Mexico: Drug Gangs Fight Back


February 10, 2008: The Army had a big week in its war on the cartelistas (drug gangs). The army conducted an operation in Tamaulipas state that led to the capture of five men and a large weapons cache. The cache was found on a ranch and included plastic explosive, hand grenades, bullet-proof protective vests, 80 sets of military uniforms, 89 rifles and 83,000 rounds of ammunition. The army also found nine tons of marijuana on the ranch and several vehicles, one equipped with bullet-proof glass. The troops found what amounts to a supply dump for a company-sized unit capable of launching limited mobile operations. A police station in a small town would be quickly overrun by a force of this size and this well-armed.

February 9, 2008: A Mexican Army senior officer commanding troops in Baja California state confirmed that the drug cartels are trying to bribe Mexican soldiers. The officer said that drug gang members are trying buy-off the military so they can continue shipping drugs. Soldiers reported that they are offered money, drugs, and prostitutes. The government raised military pay in early 2007, in part to reward integrity in the armed services. The military has reported that it has arrested a number of gang members who had city and state police radios. That was another indicator that the gangs had corrupted local police forces. The army is now running several police departments in Baja California.

February 6, 2008: President Felipe Calderon said that the government will eventually reduce the military's role in the war on drug cartels. The key is reform of police forces so that the participation of the army in the fight against crime will become less and less necessary. The president was responding to increasing international criticism of his administrations reliance on the Army in its battle with heavily armed drug gangs. The UN (U.N. High Commissioner for Human Rights) has criticized Calderon's use of the military, arguing that the use of the military increases the possibility of human rights violations.

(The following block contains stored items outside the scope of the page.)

use cdk_config::SequencerConfig;

use crate::{envy_load, FromEnv};

impl FromEnv for SequencerConfig {
    fn from_env() -> anyhow::Result<Self> {
        envy_load("sequencer", "CDK_SEQUENCER_")
    }
}
//! Poseidon-cost precomputation over a batch's state-tree node values.
//!
//! Hashing cost is a pure function of each value's length, so the work
//! partitions cleanly: `min(cpus, size / 4)` workers, joined before the
//! caller proceeds.

use rayon::prelude::*;

const HASH_CHUNK_BYTES: usize = 56;
const MIN_VALUES_PER_WORKER: usize = 4;

/// Total poseidon units needed to hash `values` into the state tree.
pub fn precompute_hash_costs(values: &[Vec<u8>]) -> u64 {
    if values.is_empty() {
        return 0;
    }
    let workers = num_cpus::get()
        .min(values.len() / MIN_VALUES_PER_WORKER)
        .max(1);
    if workers == 1 {
        return values.iter().map(|value| node_cost(value)).sum();
    }

    let pool = rayon::ThreadPoolBuilder::new()
        .num_threads(workers)
        .build()
        .expect("failed to build the SMT precompute pool");
    pool.install(|| values.par_iter().map(|value| node_cost(value)).sum())
}

fn node_cost(value: &[u8]) -> u64 {
    (value.len().max(1) as u64).div_ceil(HASH_CHUNK_BYTES as u64) + 1
}

#[cfg(test)]
mod tests {
    use super::*;

    #[test]
    fn empty_input_costs_nothing() {
        assert_eq!(precompute_hash_costs(&[]), 0);
    }

    #[test]
    fn cost_matches_sequential_sum() {
        let values: Vec<Vec<u8>> = (0..1_000).map(|i| vec![0u8; i % 300]).collect();
        let expected: u64 = values.iter().map(|value| node_cost(value)).sum();
        assert_eq!(precompute_hash_costs(&values), expected);
    }

    #[test]
    fn longer_values_cost_more() {
        assert!(node_cost(&[0u8; 300]) > node_cost(&[0u8; 10]));
    }
}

February 4, 2008: Farmers are once again complaining about corn prices. In late January several thousand farmers and demonstrators marched in Mexico City. The farmers and their supporters want the Mexican government to "renegotiate NAFTA" to protect farm crop prices in Mexico. Why is this a problem? Corn prices and NAFTA were two key political issues raised Sub-Commandante Marcos in the 1994 Zapatista rebellion.

February 2, 2008: The media have produced their own death toll for "drug cartel related violence" in 2007. That figure is 2795 deaths.

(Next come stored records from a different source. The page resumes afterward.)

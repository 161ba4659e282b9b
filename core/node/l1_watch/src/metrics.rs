//! Metrics for the L1 follower.

use vise::{Counter, Metrics};

#[derive(Debug, Metrics)]
#[metrics(prefix = "cdk_l1_watch")]
pub(crate) struct L1WatchMetrics {
    /// Number of times L1 was polled.
    pub l1_poll: Counter,

    /// Number of sequenced-batch events processed.
    pub sequenced_batches: Counter,

    /// Number of verification events processed.
    pub verifications: Counter,

    /// Number of info-tree updates stored.
    pub info_tree_updates: Counter,

    /// Number of errors encountered (e.g., network failures, internal issues).
    pub errors: Counter,
}

#[vise::register]
pub(crate) static METRICS: vise::Global<L1WatchMetrics> = vise::Global::new();
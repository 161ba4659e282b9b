use cdk_basic_types::U256;

/// Failures local to one transaction; the caller decides (per mode) whether
/// to retry, skip, or abort.
#[derive(Debug, Clone, PartialEq, Eq, thiserror::Error)]
pub enum TxError {
    #[error("nonce too low: expected {expected}, got {got}")]
    NonceTooLow { expected: u64, got: u64 },
    #[error("nonce too high: expected {expected}, got {got}")]
    NonceTooHigh { expected: u64, got: u64 },
    #[error("insufficient balance: have {balance}, need {required}")]
    InsufficientBalance { balance: U256, required: U256 },
    #[error("intrinsic gas {required} exceeds the gas limit {limit}")]
    IntrinsicGas { required: u64, limit: u64 },
    #[error("transaction gas {gas} exceeds the remaining block gas {remaining}")]
    BlockGasExceeded { gas: u64, remaining: u64 },
    #[error("sender {0} is a contract")]
    SenderIsContract(cdk_basic_types::Address),
}

/// Abnormal interpreter terminations. These surface as a failed execution
/// result (the transaction is still included, gas is consumed), never as a
/// process error.
#[derive(Debug, Clone, Copy, PartialEq, Eq, thiserror::Error)]
pub enum VmError {
    #[error("out of gas")]
    OutOfGas,
    #[error("stack underflow")]
    StackUnderflow,
    #[error("stack overflow")]
    StackOverflow,
    #[error("invalid jump destination")]
    InvalidJump,
    #[error("invalid opcode {0:#04x}")]
    InvalidOpcode(u8),
    #[error("call depth exceeded")]
    CallDepthExceeded,
    #[error("write attempted in a static context")]
    StaticViolation,
    #[error("return data out of bounds")]
    ReturnDataOutOfBounds,
}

February 1, 2008: U.S. commanders in Ft Bliss put the Mexican city of Juarez off limits to American troops. The "off limits" designation is only "for a short term." Rising violence is the reason. In January 2008 Juarez had 30 murders. Juarez is across the border from El Paso, Texas, where Ft Bliss is located.

January 23, 2008: There has been an upsurge of drug-related violence in Mexico City. Authorities said one of the big indicators was the arrest of 11 members of the Sinaloa drug cartel in Mexico City on January 22. The gang members are suspected of attempting to organize a "high-level assassination" in Mexico City. The house where the gang members were captured were stocked with grenades, automatic rifles, and bullet-proof vests. Authorities described the group as a "hit team." However, their equipment also suggests the hit team had some of the capabilities of a small military-type special operations force. Mexico City has also increased the number of police operating at its international airport in order to stop drug trafficking through that facility.

January 15, 2008: The army claims that an anti-Army demonstration in the town of Culiacan (November 2007) was staged by drug cartels. The army asserts that the Sinaloa drug cartel paid demonstrators from $50 to $200 to participate in the demonstration. Remember, this is an allegation by the Mexican Army. But could the cartelistas buy demonstrators? Why not. A media campaign (information warfare) might slow down the army. From the cartel leaders' perspective, it's worth a try.

January 10, 2008: Authorities said that they plan to begin inspecting all private airplane flights from Central and South America. The inspections will be conducted by special counter-drug enforcement teams.

January 8, 2008: The government reported that it had arrested 10 people involved in a January 7 shootout in the town of Rio Bravo. Three of the suspects are described as U.S. residents.